Jeff Welch joined the Duke Office for Translation and Commercialization (“OTC”) as Director of New Ventures in early 2021 after five years as Bioventus’ executive responsible for all corporate development activities. Jeff’s previous experiences include Smith and Nephew, Nanosyn, and Square 1 Bank, where he has participated in the development, financing, licensing, acquisition, and commercialization of innovative new technologies in multiple life science and healthcare fields.
He is passionate about new technology development and maximizing the odds new products will achieve their potential to improve human life through business success. Jeff received his PhD in Neurobiology from Duke University School of Medicine and his BS degree in Economics and Biology from Duke University.
1. What is in your pockets?
I just like to have my phone and keys and not too much else. Otherwise I started losing things.
2. What exciting thing has happened recently for you or your organization?
At a really high level, the purpose of Duke New Ventures is to have more startups coming out of Duke and to have those startups have a higher probability of success than has been the case in the past. It provides resources, which are mainly experienced people, to give a level of advocacy to the startup company. I think the university providing this resource, and being thoughtful about the fact that you have to stand up the companies carefully at the beginning, is great because we haven’t had that sort of resource at Duke before.
What’s most exciting is that we set out to rebuild the program post-Covid after it cratered for a variety of reasons at Duke. I had not been in academia or in the early-stage space for quite a while, and spent some time with the first two or three people that we hired, and it’s been building slowly since then.
The thing that’s pleasing to me is that the slow build seems to be sustained. The things that we set about doing at the beginning, and the different strategies that came out of it, are all moving forward. The outcome that that we can point to there and say we’re pleased about is that I see a number of the projects that started earlier on, advancing to the stage where we’re trying to raise capital, or we’ve attracted a CEO, or trying to find a CEO to pair with a technical founder. The more of the project portfolio at Duke that starts to have those as the key issues, the better I’m going to feel. That we’ve set the initial stages of the project to a point where attracting management and tracking capital is the right thing to do. I’m pleased with that.
3. What is your favorite coffee spot?
My favorite coffee spot is Mad Hatter’s. It’s a great spot for coffee, food, and to have a good conversation. And it’s also truly off-campus.
4. What keeps you up at night?
I would say the thing that keeps me up at night is wondering if we can continue to attract strong executive management and venture capital to the Triangle and or, develop those in the Triangle.
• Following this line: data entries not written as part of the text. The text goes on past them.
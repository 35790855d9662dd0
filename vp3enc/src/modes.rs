use crate::dsp::Dsp;
use crate::fragment::{CodingMode, Fragment, MotionVector};
use crate::hierarchy::{FragmentHierarchy, Macroblock, Plane};
use crate::motion::MotionSearch;
use crate::y4m::FramePixels;

/// Vectors reusable by the last-vector modes, carried across macroblocks in
/// bitstream order.
#[derive(Debug, Clone, Copy, Default, PartialEq, Eq)]
pub struct MvContext {
    pub last: MotionVector,
    pub prior_last: MotionVector,
}

impl MvContext {
    /// Updates the context the way the decoder does after reading a
    /// macroblock coded with `mode` and luma vectors `mvs`.
    pub fn update(&mut self, mode: CodingMode, mvs: &[MotionVector; 4]) {
        match mode {
            CodingMode::InterMv => {
                self.prior_last = self.last;
                self.last = mvs[0];
            }
            CodingMode::InterFourMv => {
                self.prior_last = self.last;
                self.last = mvs[3];
            }
            CodingMode::InterPriorLastMv => std::mem::swap(&mut self.last, &mut self.prior_last),
            _ => {}
        }
    }
}

#[derive(Debug, Clone, Copy, PartialEq, Eq)]
pub struct Thresholds {
    /// A candidate must reach `best * change_factor / 256` to replace it.
    pub change_factor: u32,
    pub search: u32,
    pub four_mv: u32,
    /// Absolute improvement a candidate with new vectors must bring.
    pub min_improvement: u32,
}

impl Thresholds {
    pub fn new(q_index: u8, ac_scale: u16) -> Self {
        let ac = u32::from(ac_scale);
        Self {
            change_factor: 224 + u32::from(q_index) / 2,
            search: ac * 512,
            four_mv: ac * 1024,
            min_improvement: ac * 128,
        }
    }

    fn beats(&self, err: u32, best: u32) -> bool {
        u64::from(err) * 256 < u64::from(best) * u64::from(self.change_factor)
    }

    fn beats_with_vectors(&self, err: u32, best: u32) -> bool {
        self.beats(err, best) && u64::from(err) + u64::from(self.min_improvement) < u64::from(best)
    }
}

#[derive(Debug, Clone, Copy, PartialEq, Eq)]
struct Decision {
    mode: CodingMode,
    err: u32,
    mvs: [MotionVector; 4],
}

impl Decision {
    fn uniform(mode: CodingMode, err: u32, mv: MotionVector) -> Self {
        Self {
            mode,
            err,
            mvs: [mv; 4],
        }
    }
}

fn luma_blocks(mb: &Macroblock) -> [(usize, usize); 4] {
    let (x, y) = (mb.mbx * 2, mb.mby * 2);
    [(x, y), (x + 1, y), (x, y + 1), (x + 1, y + 1)]
}

pub struct ModeSearch<'a, D: Dsp> {
    pub dsp: &'a D,
    pub hierarchy: &'a FragmentHierarchy,
    pub source: &'a FramePixels,
    pub previous: &'a FramePixels,
    pub golden: &'a FramePixels,
    pub thresholds: Thresholds,
    pub fast: bool,
}

impl<D: Dsp> ModeSearch<'_, D> {
    fn decide(&self, mb: &Macroblock, ctx: &MvContext) -> Decision {
        let t = &self.thresholds;
        let blocks = luma_blocks(mb);
        let previous = MotionSearch::new(self.dsp, self.source, self.previous, self.fast);
        let golden = MotionSearch::new(self.dsp, self.source, self.golden, self.fast);

        let intra_err: u32 = blocks
            .iter()
            .map(|&(bx, by)| self.dsp.intra_error(&self.source.block(Plane::Y, bx, by)))
            .sum();
        let mut best = Decision::uniform(CodingMode::Intra, intra_err, MotionVector::ZERO);

        let consider = |best: &mut Decision, candidate: Decision, new_vectors: bool| {
            let ok = if new_vectors {
                t.beats_with_vectors(candidate.err, best.err)
            } else {
                t.beats(candidate.err, best.err)
            };
            if ok {
                *best = candidate;
            }
        };

        let zero = MotionVector::ZERO;
        consider(
            &mut best,
            Decision::uniform(CodingMode::GoldenNoMv, golden.error(&blocks, zero), zero),
            false,
        );
        consider(
            &mut best,
            Decision::uniform(CodingMode::InterNoMv, previous.error(&blocks, zero), zero),
            false,
        );
        consider(
            &mut best,
            Decision::uniform(CodingMode::InterLastMv, previous.error(&blocks, ctx.last), ctx.last),
            false,
        );
        consider(
            &mut best,
            Decision::uniform(
                CodingMode::InterPriorLastMv,
                previous.error(&blocks, ctx.prior_last),
                ctx.prior_last,
            ),
            false,
        );

        if best.err > t.search {
            let mv = previous.search(&blocks);
            consider(
                &mut best,
                Decision::uniform(CodingMode::InterMv, previous.error(&blocks, mv), mv),
                true,
            );
            if best.err > t.search {
                let mv = golden.search(&blocks);
                consider(
                    &mut best,
                    Decision::uniform(CodingMode::GoldenMv, golden.error(&blocks, mv), mv),
                    true,
                );
            }
            if best.err > t.four_mv {
                let mut mvs = [zero; 4];
                let mut err = 0;
                for (mv, &block) in mvs.iter_mut().zip(blocks.iter()) {
                    *mv = previous.search(&[block]);
                    err += previous.error(&[block], *mv);
                }
                consider(
                    &mut best,
                    Decision {
                        mode: CodingMode::InterFourMv,
                        err,
                        mvs,
                    },
                    true,
                );
            }
        }

        if best.err > t.search.saturating_mul(16) && intra_err <= best.err + best.err / 8 {
            best = Decision::uniform(CodingMode::Intra, intra_err, zero);
        }
        best
    }

    /// Chooses a mode for every macroblock with a displayed luma fragment,
    /// writes modes and vectors into the fragments and appends new vectors
    /// to `mv_list`. Other macroblocks become inter-no-MV.
    pub fn pick_modes(
        &self,
        fragments: &mut [Fragment],
        displayed: &[bool],
        mv_list: &mut Vec<MotionVector>,
    ) -> [u32; 8] {
        let mut ctx = MvContext::default();
        let mut histogram = [0u32; 8];
        for mb in self.hierarchy.macroblocks() {
            let decision = if mb.luma.iter().any(|&f| displayed[f]) {
                self.decide(mb, &ctx)
            } else {
                Decision::uniform(CodingMode::InterNoMv, 0, MotionVector::ZERO)
            };
            match decision.mode.new_vectors() {
                1 => mv_list.push(decision.mvs[0]),
                4 => mv_list.extend_from_slice(&decision.mvs),
                _ => {}
            }
            ctx.update(decision.mode, &decision.mvs);
            histogram[decision.mode.code()] += 1;
            assign(fragments, mb, decision.mode, &decision.mvs);
        }
        log::trace!("mode histogram {histogram:?}");
        histogram
    }
}

/// Writes `mode` and the luma vectors into the macroblock's fragments and
/// the derived vector into its chroma fragments.
pub fn assign(fragments: &mut [Fragment], mb: &Macroblock, mode: CodingMode, mvs: &[MotionVector; 4]) {
    for (&f, &mv) in mb.luma.iter().zip(mvs.iter()) {
        fragments[f].mode = mode;
        fragments[f].mv = mv;
    }
    let chroma = if mode == CodingMode::InterFourMv {
        MotionVector::average4(mvs).to_chroma()
    } else {
        mvs[0].to_chroma()
    };
    for &f in &mb.chroma {
        fragments[f].mode = mode;
        fragments[f].mv = chroma;
    }
}

pub fn pick_intra(fragments: &mut [Fragment]) {
    for f in fragments.iter_mut() {
        f.mode = CodingMode::Intra;
        f.mv = MotionVector::ZERO;
    }
}

#[cfg(test)]
mod tests {
    use super::*;
    use crate::dsp::ScalarDsp;
    use rand::{Rng, SeedableRng};
    use rand_chacha::ChaChaRng;

    fn noise(width: u32, height: u32, seed: u8) -> FramePixels {
        let mut rng = ChaChaRng::from_seed([seed; 32]);
        let mut f = FramePixels::solid(width, height, 0, 128, 128);
        for p in f.y.iter_mut() {
            *p = rng.r#gen();
        }
        f
    }

    fn shifted(reference: &FramePixels, dx: isize, dy: isize) -> FramePixels {
        let mut out = reference.clone();
        let w = reference.width as isize;
        let h = reference.height as isize;
        for y in 0..h {
            for x in 0..w {
                let sx = (x + dx).clamp(0, w - 1);
                let sy = (y + dy).clamp(0, h - 1);
                out.y[(y * w + x) as usize] = reference.y[(sy * w + sx) as usize];
            }
        }
        out
    }

    struct Setup {
        hierarchy: FragmentHierarchy,
        source: FramePixels,
        previous: FramePixels,
        golden: FramePixels,
    }

    impl Setup {
        fn search(&self) -> ModeSearch<'_, ScalarDsp> {
            ModeSearch {
                dsp: &ScalarDsp,
                hierarchy: &self.hierarchy,
                source: &self.source,
                previous: &self.previous,
                golden: &self.golden,
                thresholds: Thresholds::new(40, 49),
                fast: false,
            }
        }

        fn run(&self) -> (Vec<Fragment>, Vec<MotionVector>, [u32; 8]) {
            let mut fragments = vec![Fragment::default(); self.hierarchy.fragment_count()];
            let displayed = vec![true; self.hierarchy.fragment_count()];
            let mut mvs = Vec::new();
            let hist = self.search().pick_modes(&mut fragments, &displayed, &mut mvs);
            (fragments, mvs, hist)
        }
    }

    #[test]
    fn context_follows_decoder_rules() {
        let a = MotionVector::new(2, 4);
        let b = MotionVector::new(-6, 1);
        let mut ctx = MvContext::default();
        ctx.update(CodingMode::InterMv, &[a; 4]);
        ctx.update(CodingMode::InterMv, &[b; 4]);
        assert_eq!(ctx, MvContext { last: b, prior_last: a });
        ctx.update(CodingMode::InterPriorLastMv, &[a; 4]);
        assert_eq!(ctx, MvContext { last: a, prior_last: b });
        ctx.update(CodingMode::GoldenMv, &[MotionVector::new(9, 9); 4]);
        ctx.update(CodingMode::InterLastMv, &[a; 4]);
        assert_eq!(ctx, MvContext { last: a, prior_last: b });
        let four = [a, b, a, MotionVector::new(1, 1)];
        ctx.update(CodingMode::InterFourMv, &four);
        assert_eq!(ctx, MvContext { last: MotionVector::new(1, 1), prior_last: a });
    }

    #[test]
    fn static_scene_stays_inter_without_vectors() {
        let frame = noise(32, 32, 4);
        let setup = Setup {
            hierarchy: FragmentHierarchy::new(32, 32),
            source: frame.clone(),
            previous: frame.clone(),
            golden: FramePixels::solid(32, 32, 0, 0, 0),
        };
        let (fragments, mvs, hist) = setup.run();
        assert!(mvs.is_empty());
        assert_eq!(hist[CodingMode::InterNoMv.code()], 4);
        assert!(fragments.iter().all(|f| f.mode == CodingMode::InterNoMv));
    }

    #[test]
    fn golden_match_beats_previous() {
        let frame = noise(32, 32, 8);
        let setup = Setup {
            hierarchy: FragmentHierarchy::new(32, 32),
            source: frame.clone(),
            previous: noise(32, 32, 9),
            golden: frame,
        };
        let (fragments, mvs, _) = setup.run();
        assert!(mvs.is_empty());
        assert!(fragments.iter().all(|f| f.mode == CodingMode::GoldenNoMv));
    }

    #[test]
    fn panning_scene_uses_vectors() {
        let previous = noise(64, 64, 2);
        let source = shifted(&previous, 2, 1);
        let setup = Setup {
            hierarchy: FragmentHierarchy::new(64, 64),
            source,
            previous,
            golden: FramePixels::solid(64, 64, 0, 0, 0),
        };
        let (fragments, mvs, hist) = setup.run();
        let pan = MotionVector::new(4, 2);
        // The first interior match codes a new vector; later ones reuse it.
        assert!(hist[CodingMode::InterMv.code()] >= 1);
        assert!(mvs.iter().all(|&mv| mv == pan));
        let interior = setup.hierarchy.macroblocks().iter().find(|mb| mb.mbx == 1 && mb.mby == 1);
        let mb = interior.map(|mb| mb.luma[0]).unwrap_or(0);
        assert_eq!(fragments[mb].mv, pan);
        assert_eq!(
            mvs.len() as u32,
            hist[CodingMode::InterMv.code()] + hist[CodingMode::GoldenMv.code()] + 4 * hist[CodingMode::InterFourMv.code()]
        );
    }

    #[test]
    fn good_new_vector_skips_golden_search() {
        let golden = noise(64, 64, 5);
        // The previous frame is the golden one plus a +-1 checkerboard, so
        // the pan costs about 4096 per block: under the search gate but well
        // above the minimum improvement.
        let mut previous = golden.clone();
        for (i, p) in previous.y.iter_mut().enumerate() {
            *p = if (i % 64 + i / 64) % 2 == 0 {
                p.saturating_add(1)
            } else {
                p.saturating_sub(1)
            };
        }
        let setup = Setup {
            hierarchy: FragmentHierarchy::new(64, 64),
            source: shifted(&golden, 2, 1),
            previous,
            golden,
        };
        let thresholds = setup.search().thresholds;
        let (fragments, mvs, hist) = setup.run();
        let pan = MotionVector::new(4, 2);
        assert!(hist[CodingMode::InterMv.code()] >= 1);
        assert_eq!(hist[CodingMode::GoldenMv.code()], 0);
        assert!(fragments.iter().all(|f| f.mode != CodingMode::GoldenMv));
        assert!(!mvs.is_empty() && mvs.iter().all(|&mv| mv == pan));
        let mb = setup.hierarchy.macroblocks()[0];
        let blocks = luma_blocks(&mb);
        let previous = MotionSearch::new(&ScalarDsp, &setup.source, &setup.previous, false);
        let err = previous.error(&blocks, pan);
        assert!(err > thresholds.min_improvement && err <= thresholds.search, "pan error {err}");
    }

    #[test]
    fn undisplayed_macroblocks_are_skipped() {
        let setup = Setup {
            hierarchy: FragmentHierarchy::new(32, 32),
            source: noise(32, 32, 1),
            previous: noise(32, 32, 2),
            golden: noise(32, 32, 3),
        };
        let mut fragments = vec![Fragment::default(); setup.hierarchy.fragment_count()];
        let mut displayed = vec![false; setup.hierarchy.fragment_count()];
        // Chroma alone does not trigger a decision.
        for f in setup.hierarchy.plane_fragments(Plane::U) {
            displayed[f] = true;
        }
        let mut mvs = Vec::new();
        let hist = setup.search().pick_modes(&mut fragments, &displayed, &mut mvs);
        assert_eq!(hist[CodingMode::InterNoMv.code()], 4);
        assert!(mvs.is_empty());
    }

    #[test]
    fn chroma_vector_of_four_mv_is_averaged() {
        let hierarchy = FragmentHierarchy::new(16, 16);
        let mut fragments = vec![Fragment::default(); hierarchy.fragment_count()];
        let mb = hierarchy.macroblocks()[0];
        let mvs = [
            MotionVector::new(4, 0),
            MotionVector::new(4, 0),
            MotionVector::new(3, 0),
            MotionVector::new(3, 0),
        ];
        assign(&mut fragments, &mb, CodingMode::InterFourMv, &mvs);
        // (14 + 2) >> 2 = 4, then 4 >> 1 = 2 in chroma half-pels.
        assert_eq!(fragments[mb.chroma[0]].mv, MotionVector::new(2, 0));
        assert_eq!(fragments[mb.luma[2]].mv, MotionVector::new(3, 0));
    }

    #[test]
    fn pick_intra_marks_everything() {
        let mut fragments = vec![Fragment::default(); 6];
        fragments[2].mv = MotionVector::new(3, 3);
        pick_intra(&mut fragments);
        assert!(fragments.iter().all(|f| f.mode == CodingMode::Intra && f.mv.is_zero()));
    }
}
At a higher level, I do worry that as the world has evolved, is there so much partisanship at the political level that it becomes a struggle for the state government to support the startup economy. Obviously, that’s well outside my hands, but it is quite important. We want all political ingredients of success to be in place to keep the ecosystem evolving.
5. What is your favorite restaurant or happy hour?
One of my great pleasures of living in Durham is that there are many great restaurants and happy hours. I certainly like the bar at Mateo, if I was going to meet someone for a drink. If I was going to have a drink and bite of food, I’d head across the street to Pizzeria Toro.
6. What is next for you or your organization?
As I implied in the earlier question, we think fairly incrementally. I don’t think there’s any giant blockbuster things on tap.
We want to continue to get better at finding projects that have commercial potential as early as possible inside the University. By the time they get to the tech transfer office that can be too late, so we want to again shape these things as early as possible. We want to continue to expand our network of investors, both inside the state and outside of the state in all fields. If we don’t know investors that can fund these projects into a good state, it will be difficult for the projects to make it.
And finally, continuing to know as many potential CEOs and executive management of startup businesses that are available and interested in working with new burgeoning startup companies. It’s a massive networking exercise, but probably the single most important thing you can do for a startup project in the near term is to find a great business personality to pair with the technical founder.